* PROBLEM TO SOLVE *
Transcribe the records below exactly as written, from the opening line through the line that contains "let parser = RecordParser::new(LogFormat::Rfc5424);".

* Data entries *
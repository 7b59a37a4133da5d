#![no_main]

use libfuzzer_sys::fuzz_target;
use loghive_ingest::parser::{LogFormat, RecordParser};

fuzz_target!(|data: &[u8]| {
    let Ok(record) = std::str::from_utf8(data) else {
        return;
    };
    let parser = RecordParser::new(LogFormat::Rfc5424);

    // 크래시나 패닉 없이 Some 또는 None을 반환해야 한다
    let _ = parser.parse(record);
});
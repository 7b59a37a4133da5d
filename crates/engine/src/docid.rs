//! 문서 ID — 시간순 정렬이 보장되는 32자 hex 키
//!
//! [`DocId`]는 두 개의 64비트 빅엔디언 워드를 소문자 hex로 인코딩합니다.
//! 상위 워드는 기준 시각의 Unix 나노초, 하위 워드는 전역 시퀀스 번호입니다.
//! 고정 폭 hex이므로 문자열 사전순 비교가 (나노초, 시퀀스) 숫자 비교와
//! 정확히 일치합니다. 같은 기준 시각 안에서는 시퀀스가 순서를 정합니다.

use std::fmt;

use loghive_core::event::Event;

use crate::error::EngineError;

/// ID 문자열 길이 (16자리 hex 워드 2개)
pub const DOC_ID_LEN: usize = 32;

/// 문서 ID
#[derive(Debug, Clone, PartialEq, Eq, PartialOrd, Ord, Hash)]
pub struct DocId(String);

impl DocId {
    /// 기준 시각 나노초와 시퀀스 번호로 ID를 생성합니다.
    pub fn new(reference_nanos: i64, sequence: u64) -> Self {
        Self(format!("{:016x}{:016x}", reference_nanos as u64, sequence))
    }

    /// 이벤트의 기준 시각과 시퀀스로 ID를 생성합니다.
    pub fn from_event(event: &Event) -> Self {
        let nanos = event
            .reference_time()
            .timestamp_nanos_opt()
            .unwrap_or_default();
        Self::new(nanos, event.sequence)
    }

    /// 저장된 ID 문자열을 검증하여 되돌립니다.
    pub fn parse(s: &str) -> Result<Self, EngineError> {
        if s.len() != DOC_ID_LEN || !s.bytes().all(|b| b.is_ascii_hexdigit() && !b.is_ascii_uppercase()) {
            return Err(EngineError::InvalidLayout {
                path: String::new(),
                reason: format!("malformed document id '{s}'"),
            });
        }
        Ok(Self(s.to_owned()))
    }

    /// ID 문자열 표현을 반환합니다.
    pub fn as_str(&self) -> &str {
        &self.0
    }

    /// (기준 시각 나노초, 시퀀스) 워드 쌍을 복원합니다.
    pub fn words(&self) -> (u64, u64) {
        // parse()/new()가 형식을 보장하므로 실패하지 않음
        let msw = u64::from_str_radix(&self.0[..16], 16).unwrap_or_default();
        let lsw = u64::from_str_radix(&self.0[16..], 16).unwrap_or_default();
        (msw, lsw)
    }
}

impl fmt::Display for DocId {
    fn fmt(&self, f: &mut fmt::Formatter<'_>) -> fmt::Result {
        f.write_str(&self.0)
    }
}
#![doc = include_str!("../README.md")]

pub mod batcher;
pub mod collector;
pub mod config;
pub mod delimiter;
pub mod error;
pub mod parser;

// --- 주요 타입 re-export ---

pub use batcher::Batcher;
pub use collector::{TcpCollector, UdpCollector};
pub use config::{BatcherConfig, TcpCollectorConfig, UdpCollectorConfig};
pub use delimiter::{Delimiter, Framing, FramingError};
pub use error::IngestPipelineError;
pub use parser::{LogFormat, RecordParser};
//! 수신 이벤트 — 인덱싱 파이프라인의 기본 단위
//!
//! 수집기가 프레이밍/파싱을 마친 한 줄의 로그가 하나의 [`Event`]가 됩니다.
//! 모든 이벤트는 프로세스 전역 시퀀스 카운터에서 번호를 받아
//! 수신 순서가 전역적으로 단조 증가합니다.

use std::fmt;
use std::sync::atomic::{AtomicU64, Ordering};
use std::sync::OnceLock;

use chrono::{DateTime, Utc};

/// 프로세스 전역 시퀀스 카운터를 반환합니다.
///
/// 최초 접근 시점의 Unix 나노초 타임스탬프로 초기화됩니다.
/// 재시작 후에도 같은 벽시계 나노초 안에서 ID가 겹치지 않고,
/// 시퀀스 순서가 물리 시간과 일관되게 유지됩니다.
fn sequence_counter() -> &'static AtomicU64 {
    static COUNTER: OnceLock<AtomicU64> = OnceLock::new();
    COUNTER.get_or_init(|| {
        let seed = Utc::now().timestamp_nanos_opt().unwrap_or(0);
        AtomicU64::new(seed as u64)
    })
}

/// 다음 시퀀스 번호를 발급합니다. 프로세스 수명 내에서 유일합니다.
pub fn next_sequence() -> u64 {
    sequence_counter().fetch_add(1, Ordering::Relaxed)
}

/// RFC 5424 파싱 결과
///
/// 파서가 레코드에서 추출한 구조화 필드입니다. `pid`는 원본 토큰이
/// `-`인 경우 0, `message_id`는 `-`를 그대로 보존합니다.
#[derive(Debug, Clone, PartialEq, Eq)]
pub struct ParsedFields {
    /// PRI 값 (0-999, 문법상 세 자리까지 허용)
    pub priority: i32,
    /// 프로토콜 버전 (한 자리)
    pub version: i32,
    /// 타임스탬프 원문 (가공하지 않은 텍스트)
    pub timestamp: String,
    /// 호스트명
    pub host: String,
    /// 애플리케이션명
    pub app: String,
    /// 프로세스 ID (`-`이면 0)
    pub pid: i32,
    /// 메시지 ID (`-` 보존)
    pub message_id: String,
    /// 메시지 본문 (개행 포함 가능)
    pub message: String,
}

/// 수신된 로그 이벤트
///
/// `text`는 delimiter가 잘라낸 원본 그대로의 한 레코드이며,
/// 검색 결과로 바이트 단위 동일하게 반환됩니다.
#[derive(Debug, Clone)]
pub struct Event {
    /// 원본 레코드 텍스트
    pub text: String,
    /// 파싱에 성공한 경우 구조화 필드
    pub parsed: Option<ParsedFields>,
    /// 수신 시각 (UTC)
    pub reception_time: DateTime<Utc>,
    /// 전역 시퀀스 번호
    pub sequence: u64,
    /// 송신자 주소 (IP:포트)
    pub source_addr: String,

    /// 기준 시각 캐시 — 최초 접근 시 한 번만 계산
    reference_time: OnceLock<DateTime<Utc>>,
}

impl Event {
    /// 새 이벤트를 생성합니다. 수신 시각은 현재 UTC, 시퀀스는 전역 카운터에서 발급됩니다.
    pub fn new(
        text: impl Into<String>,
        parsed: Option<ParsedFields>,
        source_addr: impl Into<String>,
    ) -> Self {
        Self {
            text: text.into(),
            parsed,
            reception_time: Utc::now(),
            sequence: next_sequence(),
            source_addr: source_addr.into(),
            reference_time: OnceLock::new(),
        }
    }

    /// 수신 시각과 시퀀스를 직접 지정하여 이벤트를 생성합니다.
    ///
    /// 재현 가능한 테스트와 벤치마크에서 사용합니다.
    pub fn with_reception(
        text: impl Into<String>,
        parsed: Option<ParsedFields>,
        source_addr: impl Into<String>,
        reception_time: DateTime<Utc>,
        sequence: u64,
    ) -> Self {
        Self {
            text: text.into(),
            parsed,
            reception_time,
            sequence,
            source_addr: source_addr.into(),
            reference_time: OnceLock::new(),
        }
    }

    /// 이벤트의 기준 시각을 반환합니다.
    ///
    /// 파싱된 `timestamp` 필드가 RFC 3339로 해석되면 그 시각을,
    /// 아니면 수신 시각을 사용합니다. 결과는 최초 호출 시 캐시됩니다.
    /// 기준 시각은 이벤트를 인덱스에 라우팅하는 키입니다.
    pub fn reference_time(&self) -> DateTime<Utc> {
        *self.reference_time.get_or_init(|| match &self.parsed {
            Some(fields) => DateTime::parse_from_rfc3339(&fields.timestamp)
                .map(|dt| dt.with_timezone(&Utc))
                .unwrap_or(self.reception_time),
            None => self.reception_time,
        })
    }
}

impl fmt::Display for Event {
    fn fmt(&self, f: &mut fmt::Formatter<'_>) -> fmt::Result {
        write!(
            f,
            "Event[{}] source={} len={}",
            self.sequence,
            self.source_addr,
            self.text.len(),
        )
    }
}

* RESPONSE *
repository 7b59a37a4133da5d
#![no_main]

use libfuzzer_sys::fuzz_target;
use loghive_ingest::parser::{LogFormat, RecordParser};

fuzz_target!(|data: &[u8]| {
    let Ok(record) = std::str::from_utf8(data) else {
        return;
    };
    let parser = RecordParser::new(LogFormat::Rfc5424);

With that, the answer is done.